Kâtip Çelebi, insanın bazı yetenekleriyle en üst düzey devlet yöneticileri ara­sında benzetme yapmıştır. Bu benzetmeye göre, insanın nefsi, sultana; aklı, vezi­re ve idrak gücü de şeyhülislama denk gelir (Kâtip Çelebi 1982,29). Nefs, akıl ve idrakin insanın zihinsel faaliyeti ile ahlâkî durumunu temsil etmeleri ve bunların hükümdar, vezir ve şeyhülislama karşılık gelmeleri, devletle insan bedeni arasın­daki benzetmelerin bir başka boyutunu gösterir. Akıl ve idrak, nefsin kontrolü için gerekli unsurlar olduğundan, vezir ve şeyhülislam diğer işler yanında hükümda­rın nefsine yenik düşmesini engellemekle yükümlüdürler.
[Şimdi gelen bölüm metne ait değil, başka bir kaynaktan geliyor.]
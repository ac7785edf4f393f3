//! Bidirectional RPC over a persistent, message-oriented connection.
//!
//! Either end of a connection can call the other. Calls are correlated by
//! sequence number, payloads use a canonical MessagePack codec, and every
//! method is declared up front in a [`Protocol`] with typed arguments and
//! return value.
//!
//! The crate does not open sockets. A connection is reached through the
//! [`Transport`] trait (send one binary message, close) and a stream of
//! [`Inbound`] events; [`memory_pair`] provides an in-process
//! implementation.
//!

// Macros first so every module below can use them.
mod macros;

pub mod codec;
mod connection_id;
mod domain;
mod error;
pub mod protocol;
mod rpc_config;
pub mod transport;
pub mod wire;

mod binder;

// --- public re-exports
pub use binder::{
    //
    Binder,
    DefaultErrorFormatter,
    ErrorFormatter,
    Facade,
    HandlerFn,
    HandlerPtr,
    HandlerRegistry,
    HandlerResult,
    Stub,
    INTERNAL_ERROR_MESSAGE,
};
pub use codec::{from_value, to_value, DecodeError, EncodeError, Key, Value};
pub use connection_id::ConnectionId;
pub use domain::{
    //
    Inbound,
    Transport,
    TransportPtr,
};
pub use error::{
    BoxError, RemoteError, Result, RpcError, CODE_INTERNAL, CODE_INVALID_ARGUMENT,
    CODE_NOT_FOUND, CODE_NOT_IMPLEMENTED,
};
pub use protocol::{
    define_method, flatten, Message, MethodDescriptor, MethodTree, Protocol, ValidationError,
    ValueType,
};
pub use rpc_config::{RpcConfig, DEFAULT_MEMORY_CAPACITY, DEFAULT_PANIC_CLOSE_CODE};
pub use transport::{memory_pair, MemoryEndpoint, MemoryTransport};
pub use wire::{MethodRunner, RunnerPtr, Wire};
//! Binding a [`Protocol`] to a connection.
//!
//! The [`Binder`] turns a protocol declaration into a [`Facade`]: one call
//! stub per method the peer answers, and a [`HandlerRegistry`] holding a
//! handler per method this side answers. Until the application installs
//! one, every declared handler answers `not_implemented`.
//!
//! # Example
//!
//! ```no_run
//! use wire_rpc::{
//!     define_method, memory_pair, BoxError, Binder, MethodTree, Protocol, RpcConfig, ValueType,
//! };
//!
//! # async fn example() -> wire_rpc::Result<()> {
//! let protocol = Protocol::new(
//!     MethodTree::new().method(
//!         "add",
//!         define_method(ValueType::Int, [ValueType::Int, ValueType::Int]),
//!     ),
//!     MethodTree::new(),
//! )?;
//!
//! let config = RpcConfig::default();
//! let (client_end, server_end) = memory_pair(&config);
//!
//! let (server, _server_task) =
//!     Binder::new(protocol.invert()).connect(server_end.transport, server_end.inbox);
//! server
//!     .handlers()
//!     .on("add", |(a, b): (i64, i64)| async move { Ok::<_, BoxError>(a + b) })?;
//!
//! let (client, _client_task) =
//!     Binder::new(protocol).connect(client_end.transport, client_end.inbox);
//! let sum: i64 = client.call("add", &(2, 3)).await?;
//! assert_eq!(sum, 5);
//! # Ok(())
//! # }
//! ```

mod error_format;
mod facade;
mod handler;
mod registry;
mod runner;

use std::sync::Arc;

use tokio::sync::mpsc;
use tokio::task::JoinHandle;

use crate::macros::log_error;
use crate::protocol::Protocol;
use crate::transport::runner as receive_loop;
use crate::wire::Wire;
use crate::{Inbound, RpcConfig, TransportPtr};

pub use error_format::{DefaultErrorFormatter, ErrorFormatter, INTERNAL_ERROR_MESSAGE};
pub use facade::{Facade, Stub};
pub use handler::{HandlerFn, HandlerPtr, HandlerResult};
pub use registry::HandlerRegistry;

use runner::BoundRunner;

/// Builds [`Facade`]s for one protocol.
///
/// The binder always calls the protocol's `server` methods and answers its
/// `client` methods; bind [`Protocol::invert`] for the serving side.
#[derive(Clone)]
pub struct Binder {
    // ---
    protocol: Arc<Protocol>,
    config: RpcConfig,
    formatter: Option<Arc<dyn ErrorFormatter>>,
}

impl Binder {
    // ---
    pub fn new(protocol: Protocol) -> Self {
        Self {
            protocol: Arc::new(protocol),
            config: RpcConfig::default(),
            formatter: None,
        }
    }

    pub fn config(mut self, config: RpcConfig) -> Self {
        self.config = config;
        self
    }

    /// Replace the default error formatter.
    pub fn error_formatter(mut self, formatter: impl ErrorFormatter + 'static) -> Self {
        self.formatter = Some(Arc::new(formatter));
        self
    }

    /// Bind to a transport.
    ///
    /// The caller feeds inbound events to [`Facade::wire`], usually through
    /// [`transport::runner`](crate::transport::runner).
    pub fn bind(&self, transport: TransportPtr) -> Facade {
        // ---
        let placeholders = HandlerRegistry::with_placeholders(self.protocol.flat_client().keys());
        let handlers = match placeholders {
            Ok(handlers) => handlers,
            Err(err) => {
                // Unreachable: flattened paths never conflict.
                log_error!("failed to install placeholder handlers: {err}");
                HandlerRegistry::new()
            }
        };

        let formatter: Arc<dyn ErrorFormatter> = match &self.formatter {
            Some(formatter) => formatter.clone(),
            None => Arc::new(DefaultErrorFormatter {
                expose_internal_errors: self.config.expose_internal_errors,
            }),
        };

        let runner = BoundRunner {
            protocol: self.protocol.clone(),
            handlers: handlers.clone(),
            formatter,
        };
        let wire = Wire::new(transport, Arc::new(runner), self.config.clone());

        Facade::new(wire, self.protocol.clone(), handlers)
    }

    /// Bind to a transport and spawn the receive loop over `inbox`.
    pub fn connect(
        &self,
        transport: TransportPtr,
        inbox: mpsc::Receiver<Inbound>,
    ) -> (Facade, JoinHandle<()>) {
        // ---
        let facade = self.bind(transport);
        let task = receive_loop::spawn(facade.wire().clone(), inbox);
        (facade, task)
    }
}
Sağlıklı insan bedenin­de, akıl ve idrak tarafından oluşturulan denge ve düzenin toplumsal yapıdaki kar­şılığı adalettir. Toplumsal düzenin merkezi adalet olduğundan, Osmanlı düşünür­leri adaleti devletin en önemli görevi olarak tanımlamışlardır. Adaletin gerçekleş­mesini engelleyen ve toplumsal düzeni sürekli bunalım durumunda tutan mülki­yet temelli sınıflı bir toplum olmamakla birlikte, Osmanlılar evren tasavvurunda­ki öneminden dolayı adalete özel bir önem vermişlerdir. Mülkiyetsizlik, adaletli bir yapının ve özgürce yaşamanın önemli dayanaklarından biri olmuştur.

Toplumun kurumlar üzerinden tanımlanması, topluma devlet üzerinden ba­kışın bir göstergesidir. Özellikle asker ve ulema, devletin merkezî yapısını orta­ya koymaktadır. Asker, devletin varoluşunu gerçekleştirdiği gibi aynı zamanda da devlet aracılığıyla toplumun güvenliğinden sorumludur. Benzer şekilde ule­ma devleti işleten kurum olma, memur olarak da toplumla sürekli ilişkide olma nedeniyle devleti temsil eder. Ayrıca devlet ve toplumun en önemli değerlerinden biri olan din kurumu da büyük ölçüde ulema tarafından temsil edilir. Tüccar da dış ticaret ilişkisi çerçevesinde, pazarlardaki mal ihtiyacını karşılama anlamında görev yapmaktadır. Geri kalanlar reaya adı altında anılmaktadır. Halbuki asker ulema ve tüccar yanma, çiftçi ve zanaatkârlar da konmuş olsaydı toplumsal bü­tünlük çok daha iyi bir şekilde açıklanmış olurdu.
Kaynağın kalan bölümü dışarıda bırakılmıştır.